> _AVAILABLE DATA_:
++++++++++++++++++++

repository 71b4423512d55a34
//! Newline-delimited URL list reader.
//!
//! Failures never propagate: whatever was read before the error is returned.

use std::fs::File;
use std::io::{BufRead, BufReader};
use std::path::Path;

/// Reads one entry per line from `path`. Empty lines are kept as empty entries.
///
/// A missing or unreadable file is logged and yields an empty list; a read
/// error part-way through keeps the lines read so far.
pub fn read_entries(path: &Path) -> Vec<String> {
    match File::open(path) {
        Ok(file) => read_entries_from(BufReader::new(file), path),
        Err(e) => {
            tracing::warn!(path = %path.display(), "cannot open URL list: {}", e);
            Vec::new()
        }
    }
}

/// Reads entries from any buffered reader; `origin` is only used for log context.
pub fn read_entries_from<R: BufRead>(reader: R, origin: &Path) -> Vec<String> {
    let mut entries = Vec::new();
    for (index, line) in reader.lines().enumerate() {
        match line {
            Ok(mut line) => {
                if line.ends_with('\r') {
                    line.pop();
                }
                entries.push(line);
            }
            Err(e) => {
                tracing::warn!(
                    path = %origin.display(),
                    line = index + 1,
                    "stopped reading URL list: {}",
                    e
                );
                break;
            }
        }
    }
    entries
}

#[cfg(test)]
mod tests {
    use super::*;
    use std::io::{Cursor, Write};

    #[test]
    fn reads_lines_including_empty_ones() {
        let input = Cursor::new("/a.pdf\n\nhttps://x.test/b.pdf\n");
        let entries = read_entries_from(input, Path::new("list.txt"));
        assert_eq!(entries, vec!["/a.pdf", "", "https://x.test/b.pdf"]);
    }

    #[test]
    fn strips_carriage_returns() {
        let input = Cursor::new("/a.pdf\r\n/b.pdf\r\n");
        let entries = read_entries_from(input, Path::new("list.txt"));
        assert_eq!(entries, vec!["/a.pdf", "/b.pdf"]);
    }

    #[test]
    fn invalid_utf8_keeps_earlier_lines() {
        let input = Cursor::new(b"/a.pdf\n\xff\xfe\n/c.pdf\n".to_vec());
        let entries = read_entries_from(input, Path::new("list.txt"));
        assert_eq!(entries, vec!["/a.pdf"]);
    }

    #[test]
    fn missing_file_is_empty_list() {
        let dir = tempfile::tempdir().unwrap();
        assert!(read_entries(&dir.path().join("nope.txt")).is_empty());
    }

    #[test]
    fn reads_from_disk() {
        let mut f = tempfile::NamedTempFile::new().unwrap();
        f.write_all(b"/a/Report.PDF\n/a/Report.PDF\nhttps://other.test/x/doc.ZIP?v=1")
            .unwrap();
        f.flush().unwrap();
        let entries = read_entries(f.path());
        assert_eq!(entries.len(), 3);
        assert_eq!(entries[2], "https://other.test/x/doc.ZIP?v=1");
    }
}
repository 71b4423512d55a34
pub mod pdf_server;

++++++++++++++++++++

> _GOAL OF THE EXERCISE_:
When a line in the listing has the word "origin", return that line.

> _TASK OUTPUT_:
/// Reads entries from any buffered reader; `origin` is only used for log context.
pub fn read_entries_from<R: BufRead>(reader: R, origin: &Path) -> Vec<String> {
                    path = %origin.display(),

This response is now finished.